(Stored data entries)
* * * * * * *

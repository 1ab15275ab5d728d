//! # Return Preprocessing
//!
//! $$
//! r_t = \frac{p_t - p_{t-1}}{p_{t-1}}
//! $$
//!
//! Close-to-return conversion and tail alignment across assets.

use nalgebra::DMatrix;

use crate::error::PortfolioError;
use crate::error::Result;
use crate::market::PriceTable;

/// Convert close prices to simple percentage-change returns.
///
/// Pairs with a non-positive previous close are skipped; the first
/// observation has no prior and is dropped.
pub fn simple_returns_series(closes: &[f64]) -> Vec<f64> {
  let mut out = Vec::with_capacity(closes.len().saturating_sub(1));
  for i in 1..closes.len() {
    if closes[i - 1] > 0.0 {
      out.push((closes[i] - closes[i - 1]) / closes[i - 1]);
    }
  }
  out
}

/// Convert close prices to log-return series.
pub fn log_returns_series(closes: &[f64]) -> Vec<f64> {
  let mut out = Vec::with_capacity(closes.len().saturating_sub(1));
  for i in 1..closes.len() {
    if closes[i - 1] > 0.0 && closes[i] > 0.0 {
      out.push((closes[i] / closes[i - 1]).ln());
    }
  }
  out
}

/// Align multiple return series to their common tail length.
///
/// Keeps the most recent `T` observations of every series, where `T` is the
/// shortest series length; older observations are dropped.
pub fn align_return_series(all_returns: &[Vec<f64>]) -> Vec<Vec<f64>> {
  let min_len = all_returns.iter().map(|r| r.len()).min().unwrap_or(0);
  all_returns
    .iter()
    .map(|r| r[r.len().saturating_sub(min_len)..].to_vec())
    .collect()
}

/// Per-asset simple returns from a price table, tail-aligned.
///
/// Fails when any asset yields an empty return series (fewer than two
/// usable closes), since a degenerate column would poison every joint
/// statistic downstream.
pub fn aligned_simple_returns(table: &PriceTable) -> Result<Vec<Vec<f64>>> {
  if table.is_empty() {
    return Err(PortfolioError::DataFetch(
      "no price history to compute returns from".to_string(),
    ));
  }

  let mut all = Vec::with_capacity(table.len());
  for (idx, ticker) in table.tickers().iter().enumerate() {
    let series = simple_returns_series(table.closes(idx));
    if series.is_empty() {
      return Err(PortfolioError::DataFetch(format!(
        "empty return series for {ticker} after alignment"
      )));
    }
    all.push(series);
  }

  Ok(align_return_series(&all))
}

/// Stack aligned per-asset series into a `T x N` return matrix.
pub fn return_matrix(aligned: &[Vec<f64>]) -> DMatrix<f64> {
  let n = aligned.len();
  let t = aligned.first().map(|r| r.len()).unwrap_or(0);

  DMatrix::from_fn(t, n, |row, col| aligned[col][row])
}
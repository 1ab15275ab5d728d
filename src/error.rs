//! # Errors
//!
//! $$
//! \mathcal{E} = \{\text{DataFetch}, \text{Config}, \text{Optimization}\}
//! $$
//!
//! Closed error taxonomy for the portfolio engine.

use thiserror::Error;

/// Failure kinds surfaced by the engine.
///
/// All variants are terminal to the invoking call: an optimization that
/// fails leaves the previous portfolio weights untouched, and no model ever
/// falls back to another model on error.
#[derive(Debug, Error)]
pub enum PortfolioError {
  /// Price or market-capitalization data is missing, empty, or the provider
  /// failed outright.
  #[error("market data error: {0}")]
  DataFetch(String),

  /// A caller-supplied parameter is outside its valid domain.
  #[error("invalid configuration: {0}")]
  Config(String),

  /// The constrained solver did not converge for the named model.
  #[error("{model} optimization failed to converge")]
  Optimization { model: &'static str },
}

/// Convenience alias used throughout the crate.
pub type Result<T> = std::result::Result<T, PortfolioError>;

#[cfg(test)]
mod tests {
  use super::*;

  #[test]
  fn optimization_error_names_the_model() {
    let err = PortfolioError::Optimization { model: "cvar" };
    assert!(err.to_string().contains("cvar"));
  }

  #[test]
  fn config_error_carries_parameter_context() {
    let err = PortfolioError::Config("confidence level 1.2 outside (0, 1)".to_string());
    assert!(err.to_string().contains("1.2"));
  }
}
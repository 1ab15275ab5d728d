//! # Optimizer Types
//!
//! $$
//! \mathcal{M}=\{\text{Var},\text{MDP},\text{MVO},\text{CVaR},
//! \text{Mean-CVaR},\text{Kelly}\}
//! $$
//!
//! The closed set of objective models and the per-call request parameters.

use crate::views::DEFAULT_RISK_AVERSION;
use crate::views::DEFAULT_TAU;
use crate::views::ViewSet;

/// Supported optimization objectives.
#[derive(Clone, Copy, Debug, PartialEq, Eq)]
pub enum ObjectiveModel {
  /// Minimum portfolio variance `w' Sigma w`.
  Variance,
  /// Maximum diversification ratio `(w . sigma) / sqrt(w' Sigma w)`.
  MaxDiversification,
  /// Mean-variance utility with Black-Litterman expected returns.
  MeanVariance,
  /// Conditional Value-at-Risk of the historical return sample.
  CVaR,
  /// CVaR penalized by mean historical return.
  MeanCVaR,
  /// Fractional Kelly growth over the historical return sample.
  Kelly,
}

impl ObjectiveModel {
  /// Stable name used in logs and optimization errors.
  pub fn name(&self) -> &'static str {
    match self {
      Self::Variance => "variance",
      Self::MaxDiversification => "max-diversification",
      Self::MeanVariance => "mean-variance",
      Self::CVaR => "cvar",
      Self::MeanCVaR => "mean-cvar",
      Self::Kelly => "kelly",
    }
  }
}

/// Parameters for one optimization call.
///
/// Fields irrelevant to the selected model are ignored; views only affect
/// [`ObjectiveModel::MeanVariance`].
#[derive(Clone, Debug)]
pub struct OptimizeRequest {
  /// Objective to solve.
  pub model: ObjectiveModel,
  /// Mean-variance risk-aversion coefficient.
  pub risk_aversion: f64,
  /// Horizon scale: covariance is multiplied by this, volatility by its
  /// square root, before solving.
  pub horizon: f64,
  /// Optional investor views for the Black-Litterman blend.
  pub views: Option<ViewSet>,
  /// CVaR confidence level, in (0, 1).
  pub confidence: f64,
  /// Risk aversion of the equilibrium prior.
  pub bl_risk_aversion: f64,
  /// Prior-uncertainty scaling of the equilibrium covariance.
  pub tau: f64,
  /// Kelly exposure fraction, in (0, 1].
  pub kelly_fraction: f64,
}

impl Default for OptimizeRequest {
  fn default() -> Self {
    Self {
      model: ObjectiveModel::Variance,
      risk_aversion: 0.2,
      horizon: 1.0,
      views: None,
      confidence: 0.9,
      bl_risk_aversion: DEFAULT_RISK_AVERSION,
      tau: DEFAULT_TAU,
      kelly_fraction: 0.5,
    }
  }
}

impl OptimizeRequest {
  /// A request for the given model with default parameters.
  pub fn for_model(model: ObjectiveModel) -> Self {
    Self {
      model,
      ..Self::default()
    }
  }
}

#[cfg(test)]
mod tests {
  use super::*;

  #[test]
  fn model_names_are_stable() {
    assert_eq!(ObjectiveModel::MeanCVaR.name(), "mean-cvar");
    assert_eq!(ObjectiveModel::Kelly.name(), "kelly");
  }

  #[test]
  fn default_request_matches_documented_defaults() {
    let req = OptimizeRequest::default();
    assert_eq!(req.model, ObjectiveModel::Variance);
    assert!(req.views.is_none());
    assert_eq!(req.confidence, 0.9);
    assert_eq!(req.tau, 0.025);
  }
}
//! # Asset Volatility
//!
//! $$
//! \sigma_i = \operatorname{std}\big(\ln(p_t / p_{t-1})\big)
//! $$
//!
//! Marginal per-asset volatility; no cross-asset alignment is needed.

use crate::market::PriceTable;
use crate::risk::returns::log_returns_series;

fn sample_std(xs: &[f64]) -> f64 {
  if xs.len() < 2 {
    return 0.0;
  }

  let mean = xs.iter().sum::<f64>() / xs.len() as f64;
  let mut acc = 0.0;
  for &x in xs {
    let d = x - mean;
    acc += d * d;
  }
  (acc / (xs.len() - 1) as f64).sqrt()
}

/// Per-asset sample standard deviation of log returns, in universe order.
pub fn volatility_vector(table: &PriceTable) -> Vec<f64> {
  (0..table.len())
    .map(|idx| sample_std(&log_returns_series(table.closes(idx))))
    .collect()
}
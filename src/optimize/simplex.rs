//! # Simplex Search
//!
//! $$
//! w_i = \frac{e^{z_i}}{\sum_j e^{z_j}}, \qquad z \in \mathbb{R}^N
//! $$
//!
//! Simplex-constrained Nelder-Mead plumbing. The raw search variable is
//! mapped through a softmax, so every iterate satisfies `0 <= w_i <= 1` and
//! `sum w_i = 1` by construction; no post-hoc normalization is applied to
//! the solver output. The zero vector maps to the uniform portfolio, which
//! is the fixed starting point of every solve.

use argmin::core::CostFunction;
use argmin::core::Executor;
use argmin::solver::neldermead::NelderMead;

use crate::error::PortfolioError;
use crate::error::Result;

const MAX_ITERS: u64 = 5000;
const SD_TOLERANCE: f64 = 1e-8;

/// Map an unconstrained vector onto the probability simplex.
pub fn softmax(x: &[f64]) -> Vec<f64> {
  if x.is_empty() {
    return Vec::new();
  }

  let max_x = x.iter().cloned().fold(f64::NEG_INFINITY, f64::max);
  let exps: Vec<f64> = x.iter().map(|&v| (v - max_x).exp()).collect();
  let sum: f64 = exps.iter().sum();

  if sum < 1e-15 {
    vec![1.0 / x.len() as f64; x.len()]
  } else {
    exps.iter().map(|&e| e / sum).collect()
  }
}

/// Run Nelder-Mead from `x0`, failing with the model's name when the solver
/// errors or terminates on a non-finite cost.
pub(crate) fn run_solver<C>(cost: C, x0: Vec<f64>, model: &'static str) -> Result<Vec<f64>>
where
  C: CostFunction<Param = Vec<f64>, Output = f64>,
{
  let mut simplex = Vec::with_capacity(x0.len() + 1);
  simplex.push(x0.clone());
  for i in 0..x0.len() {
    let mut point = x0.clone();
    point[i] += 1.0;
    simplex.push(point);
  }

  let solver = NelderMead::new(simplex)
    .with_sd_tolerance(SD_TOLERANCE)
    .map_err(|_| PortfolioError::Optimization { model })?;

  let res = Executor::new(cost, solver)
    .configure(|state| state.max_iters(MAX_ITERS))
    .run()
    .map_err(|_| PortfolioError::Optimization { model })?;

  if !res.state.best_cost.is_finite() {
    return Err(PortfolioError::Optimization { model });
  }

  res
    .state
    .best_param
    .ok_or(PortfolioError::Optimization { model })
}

* * * * * * *

Your assignment
Among the lines above, repeat exactly those from the line with "use nalgebra::DMatrix;" to the line with "to log-return series.", counting both ends.

Solution to this exercise
use nalgebra::DMatrix;

use crate::error::PortfolioError;
use crate::error::Result;
use crate::market::PriceTable;

/// Convert close prices to simple percentage-change returns.
///
/// Pairs with a non-positive previous close are skipped; the first
/// observation has no prior and is dropped.
pub fn simple_returns_series(closes: &[f64]) -> Vec<f64> {
  let mut out = Vec::with_capacity(closes.len().saturating_sub(1));
  for i in 1..closes.len() {
    if closes[i - 1] > 0.0 {
      out.push((closes[i] - closes[i - 1]) / closes[i - 1]);
    }
  }
  out
}

/// Convert close prices to log-return series.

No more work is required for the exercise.